_Your instructions_.
Every line in the records below that holds "used" must be identified and copied.

(Task data)

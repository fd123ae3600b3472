//! PDF codec capability.
//!
//! The merge orchestrator never touches a PDF library directly. It talks to
//! the three traits in this module:
//!
//! - [`PdfCodec`] parses bytes into documents and hands out writers.
//! - [`PdfDocument`] exposes encryption state and page access.
//! - [`PageWriter`] accumulates pages and serializes the final document.
//!
//! [`LopdfCodec`] is the implementation used by the server.
//!
//! # Examples
//!
//! ```no_run
//! use pdfmerge::io::{LopdfCodec, PageWriter, PdfCodec, PdfDocument};
//!
//! # fn example(a: &[u8], b: &[u8]) -> Result<(), pdfmerge::error::CodecError> {
//! let codec = LopdfCodec::new();
//! let mut writer = codec.writer();
//! for bytes in [a, b] {
//!     let doc = codec.parse(bytes)?;
//!     println!("{} pages", doc.page_count());
//!     writer.append_pages(doc)?;
//! }
//! let merged: Vec<u8> = writer.serialize()?;
//! # Ok(())
//! # }
//! ```

pub mod reader;
pub mod writer;

pub use reader::{LopdfCodec, LopdfDocument};
pub use writer::LopdfWriter;

use crate::error::CodecError;

/// A PDF library able to parse documents and build merged output.
pub trait PdfCodec {
    /// Parsed document type.
    type Document: PdfDocument;

    /// Output accumulator type.
    type Writer: PageWriter<Self::Document>;

    /// Parse a complete PDF file held in memory.
    ///
    /// # Errors
    ///
    /// Returns [`CodecError::Malformed`] for structurally invalid input and
    /// [`CodecError::Encrypted`] when the library refuses to open an
    /// encrypted file.
    fn parse(&self, bytes: &[u8]) -> Result<Self::Document, CodecError>;

    /// Create an empty output accumulator.
    fn writer(&self) -> Self::Writer;
}

/// A parsed PDF document.
pub trait PdfDocument {
    /// Whether the document is still encrypted.
    fn is_encrypted(&self) -> bool;

    /// Try to decrypt the document with `password`.
    ///
    /// # Errors
    ///
    /// Returns [`CodecError::Encrypted`] if the password is wrong or the
    /// encryption scheme is unsupported.
    fn decrypt(&mut self, password: &str) -> Result<(), CodecError>;

    /// Number of pages in the document.
    fn page_count(&self) -> usize;
}

/// Accumulates pages from several documents into one output file.
pub trait PageWriter<D> {
    /// Append every page of `document`, in order, and return how many were added.
    ///
    /// # Errors
    ///
    /// Returns [`CodecError::Malformed`] if the document's page tree cannot be
    /// imported.
    fn append_pages(&mut self, document: D) -> Result<usize, CodecError>;

    /// Serialize the accumulated pages into a PDF file.
    ///
    /// # Errors
    ///
    /// Returns [`CodecError::Write`] if nothing was appended or writing fails.
    fn serialize(self) -> Result<Vec<u8>, CodecError>;
}
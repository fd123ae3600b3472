//! Command-line and environment parsing for the pdfmerge server.
//!
//! Every flag can also be supplied through an environment variable, so the
//! server can be configured the same way in a container or a `.env` file.
//!
//! # Examples
//!
//! ```no_run
//! use pdfmerge::cli::Cli;
//! use clap::Parser;
//!
//! let cli = Cli::parse();
//! let config = cli.to_config().expect("Invalid configuration");
//! println!("Listening on {}", config.port);
//! ```

use clap::Parser;
use tracing::warn;

use crate::config::{Config, DEFAULT_HOST, DEFAULT_PORT, DEFAULT_SECRET_KEY, parse_max_content_length};
use crate::error::{PdfMergeError, Result};

/// Serve a web form that merges uploaded PDF files into one download.
#[derive(Parser, Debug)]
#[command(name = "pdfmerge")]
#[command(version)]
#[command(about = "Serve a web form that merges uploaded PDF files", long_about = None)]
#[command(author)]
pub struct Cli {
    /// IP address to bind to
    #[arg(long, env = "HOST", value_name = "ADDR", default_value = DEFAULT_HOST)]
    pub host: String,

    /// Port to listen on
    #[arg(short, long, env = "PORT", value_name = "PORT", default_value_t = DEFAULT_PORT)]
    pub port: u16,

    /// Key used to sign flash-message cookies
    ///
    /// Falls back to a development key when unset; always set this in production.
    #[arg(long, env = "SECRET_KEY", value_name = "KEY", hide_env_values = true)]
    pub secret_key: Option<String>,

    /// Maximum upload size in bytes
    ///
    /// Only plain digit strings are honoured; any other value is ignored and
    /// uploads are left unlimited.
    #[arg(long, env = "MAX_CONTENT_LENGTH", value_name = "BYTES")]
    pub max_content_length: Option<String>,

    /// Verbose output - log every request and upload at debug level
    #[arg(short, long)]
    pub verbose: bool,
}

impl Cli {
    /// Convert CLI arguments into a validated [`Config`].
    ///
    /// # Errors
    ///
    /// Returns an error if the resulting configuration fails validation.
    pub fn to_config(&self) -> Result<Config> {
        let secret_key = self
            .secret_key
            .clone()
            .unwrap_or_else(|| DEFAULT_SECRET_KEY.to_string());

        let max_content_length = match self.max_content_length.as_deref() {
            None => None,
            Some(raw) if raw.trim().is_empty() => None,
            Some(raw) => {
                let parsed = parse_max_content_length(raw);
                if parsed.is_none() {
                    warn!(value = raw, "Ignoring non-numeric maximum content length");
                }
                parsed
            }
        };

        let config = Config {
            host: self.host.clone(),
            port: self.port,
            secret_key,
            max_content_length,
            verbose: self.verbose,
        };

        config.validate().map_err(|e| {
            PdfMergeError::invalid_config(format!("Configuration validation failed: {e}"))
        })?;

        Ok(config)
    }
}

(End Task data)

_Exercise result_.
//! [`LopdfCodec`] is the implementation used by the server.
    /// Key used to sign flash-message cookies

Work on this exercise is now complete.